Fw: How does cTAKES work? [EXTERNAL]

Finan, Sean Tue, 17 Dec 2019 07:39:01 -0800

Copy of internal email for devlist archival purposes.

________________________________
From: Finan, Sean
Sent: Tuesday, December 17, 2019 10:08 AM
To: Akram
Subject: Re: How does cTAKES work? [EXTERNAL]

Hi Akram,

To clarify:

There are a lot of ways to run ctakes.

There are a lot of ways to build a ctakes pipeline.

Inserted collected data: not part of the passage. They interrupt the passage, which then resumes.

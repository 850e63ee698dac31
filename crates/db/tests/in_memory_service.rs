//! Service behaviour over the process-local store, no database involved.

use std::sync::Arc;

use roster_core::domain::customer::Customer;
use roster_db::{CustomerService, InMemoryCustomerRepository};

fn service() -> CustomerService {
    CustomerService::new(Arc::new(InMemoryCustomerRepository::default()))
}

fn new_customer(email: &str) -> Customer {
    Customer::new(
        "Test",
        "Test",
        email,
        "(901) 166-8355555555",
        "556 Lakewood Park, Bismarck, ND 585055555555",
    )
}

#[tokio::test]
async fn add_then_find_by_email_returns_equal_fields() {
    let service = service();
    let input = new_customer("test@lectusa.com");

    let added = service.add_customer(input.clone()).await.expect("add");
    let found = service
        .find_by_email_address("test@lectusa.com")
        .await
        .expect("lookup")
        .expect("added customer should be found");

    assert_eq!(found, added);
    assert_eq!(Customer { customer_id: None, ..found }, input);
}

#[tokio::test]
async fn adding_n_customers_lists_n_in_insertion_order() {
    let service = service();
    assert!(service.get_all_customers().await.expect("list").is_empty());

    for index in 0..4 {
        service.add_customer(new_customer(&format!("user{index}@lectusa.com"))).await.expect("add");
    }

    let emails: Vec<String> = service
        .get_all_customers()
        .await
        .expect("list")
        .into_iter()
        .map(|customer| customer.email_address)
        .collect();
    assert_eq!(
        emails,
        vec!["user0@lectusa.com", "user1@lectusa.com", "user2@lectusa.com", "user3@lectusa.com"]
    );
}

#[tokio::test]
async fn update_customer_changes_only_the_edited_field() {
    let service = service();
    let added = service.add_customer(new_customer("test@lectusa.com")).await.expect("add");

    let edited = Customer { phone_number: "555-515-1234".to_string(), ..added.clone() };
    let updated = service.update_customer(edited).await.expect("update");

    assert_eq!(updated.phone_number, "555-515-1234");
    assert_eq!(Customer { phone_number: added.phone_number.clone(), ..updated.clone() }, added);

    let customer_id = updated.customer_id.clone().expect("id");
    assert_eq!(service.get_customer(&customer_id).await.expect("get"), Some(updated));
    assert_eq!(service.get_all_customers().await.expect("list").len(), 1);
}

#[tokio::test]
async fn find_by_unknown_email_is_absent() {
    let service = service();
    service.add_customer(new_customer("known@lectusa.com")).await.expect("add");

    let found = service.find_by_email_address("nobody@lectusa.com").await.expect("lookup");
    assert_eq!(found, None);
}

There are a lot of ways to provide ctakes input.

There are a lot of formats for ctakes output.

I never use the CVD.

I never use xml AE files.

I never type or paste clinical text into a gui.

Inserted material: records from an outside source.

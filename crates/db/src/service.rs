use std::sync::Arc;

use roster_core::domain::customer::{Customer, CustomerId};
use roster_core::errors::{ApplicationError, DomainError};
use thiserror::Error;
use tracing::{debug, info};

use crate::entity::CustomerEntity;
use crate::repositories::{CustomerRepository, RepositoryError};

#[derive(Debug, Error)]
pub enum ServiceError {
    #[error(transparent)]
    Domain(#[from] DomainError),
    #[error(transparent)]
    Repository(#[from] RepositoryError),
}

impl From<ServiceError> for ApplicationError {
    fn from(value: ServiceError) -> Self {
        match value {
            ServiceError::Domain(error) => Self::Domain(error),
            ServiceError::Repository(error) => Self::Persistence(error.to_string()),
        }
    }
}

/// Mediates between the caller-facing [`Customer`] and the stored
/// [`CustomerEntity`]. Repository failures are returned unchanged.
#[derive(Clone)]
pub struct CustomerService {
    repository: Arc<dyn CustomerRepository>,
}

impl CustomerService {
    pub fn new(repository: Arc<dyn CustomerRepository>) -> Self {
        Self { repository }
    }

    pub async fn get_all_customers(&self) -> Result<Vec<Customer>, ServiceError> {
        let entities = self.repository.find_all().await?;
        debug!(event_name = "customer.listed", count = entities.len(), "listed customers");
        Ok(entities.into_iter().map(Customer::from).collect())
    }

    pub async fn find_by_email_address(
        &self,
        email_address: &str,
    ) -> Result<Option<Customer>, ServiceError> {
        let found = self.repository.find_by_email_address(email_address).await?;
        debug!(event_name = "customer.lookup.email", found = found.is_some(), "email lookup");
        Ok(found.map(Customer::from))
    }

    pub async fn get_customer(&self, customer_id: &str) -> Result<Option<Customer>, ServiceError> {
        let customer_id: CustomerId = customer_id.parse()?;
        let found = self.repository.find_by_id(customer_id.as_uuid()).await?;
        debug!(
            event_name = "customer.lookup.id",
            customer_id = %customer_id,
            found = found.is_some(),
            "identifier lookup"
        );
        Ok(found.map(Customer::from))
    }

    /// Stores a new customer, generating an identifier when none is given.
    pub async fn add_customer(&self, customer: Customer) -> Result<Customer, ServiceError> {
        let entity = CustomerEntity::from_model(customer)?;
        let saved = self.repository.save(entity).await?;
        info!(
            event_name = "customer.added",
            customer_id = %saved.customer_id,
            "customer added"
        );
        Ok(Customer::from(saved))
    }

    /// Overwrites every field of the record with the customer's identifier,
    /// inserting it if no such record exists.
    pub async fn update_customer(&self, customer: Customer) -> Result<Customer, ServiceError> {
        let entity = CustomerEntity::from_identified_model(customer)?;
        let saved = self.repository.save(entity).await?;
        info!(
            event_name = "customer.updated",
            customer_id = %saved.customer_id,
            "customer updated"
        );
        Ok(Customer::from(saved))
    }
}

I never use XMI output files.

   (almost never)

However, many people do things differently.

Your workflow just depends upon what information you want and how comfortable 
you are using different input and output formats, etc.

I run ctakes inside my IDE using the PiperFileRunner class.

I run ctakes piper files.

I use directories containing text files as input.

I produce html and custom output types.

   (normally)

For a new developer, I think that you can try this:

1.  In your IDE, navigate through ctakes-clinical-pipeline-res to the directory 
src/main/resources/org/apache/ctakes/clinical/pipeline/

2.  Make a copy of the DefaultFastPipeline.piper .  Call it whatever you want, 
but for now keep it in that directory.

3.  At the end of the piper file, append the line:

writeHtml

4.  If your IDE has a list of available maven profiles, enable the one named 
"runPiperGui"

   I use Intellij and this is extremely easy to do.  You should be able to find 
instructions for your IDE online.

5.  Run the maven compile step.

   If you see errors about glassfish not being found you can ignore them.

   A gui should launch.

   The gui will look mostly empty, but there are instructions in the bottom 
panel.

6.  Follow the instructions in the gui:

A)  Click the top-left button with a Blue Folder and Gear.

   This will open a file chooser to load a piper file.

B)  Navigate to and open your piper file.  See #1 above if you have forgotten 
the location.

   The gui will load your piper file and the upper-right panel will display the 
piper instructions.

C)  In the upper-left panel, fill in the values appropriately.

   a.  Click the little folder icon at the right of the top row named 
"InputDirectory".

      This will open a file chooser.

   b.  Navigate to and open the directory 
ctakes-examples-res/src/main/org/apache/ctakes/examples/notes/annotated/

   c.  Click the little folder icon at the right of the 2nd row named 
"OutputDirectory".

      This will open a file chooser.

   d.  Navigate to and open any directory you want for ctakes output.

   e.  SKIP the line named "LookupXml".

      Leaving this line empty will tell ctakes to use the default dictionary 
and dictionary configuration.

   f.  Enter your umls credentials in the lines named "umlsUser" and "umlsPass".

      You don't use a file chooser for this.  Just click on the empty box and 
type.

      ! make sure that you press the Enter key after you type the username and 
password !

D)  Save your parameters to a .cli file.  Click the button with a green arrow 
pointing down into a box.

      This will open a file chooser.  Save a file with any name you like in any 
directory you like.

E)  Run your pipeline.  Click the button with a green circle and running man.

   The window will turn grey and the bottom panel will show ctakes progress.

   The blue progress bar at the top should show the progress as ctakes 
processes each of the 15 example notes.

   When ctakes is complete the window will become enabled again (not grey)

7. Go to your output directory and look at the html files.

There are a lot of steps here, but that should cover everything.

This should show you that:

1.  There is a piper that already exists for the default ctakes pipeline.

2.  You can create your own piper files.

3.  ctakes can run batches of text files.

4.  There is a gui that you can use to run ctakes.

5.  ctakes can produce easy to read html files.

Once you have done all of this you can modify each of the above:

1.a.  Look at various piper files in ctakes that perform different tasks.

2.a.  Copy other ctakes piper files and modify them, or copy commands in those 
piper files to your own piper file.

3.a.  Process whatever documents you want.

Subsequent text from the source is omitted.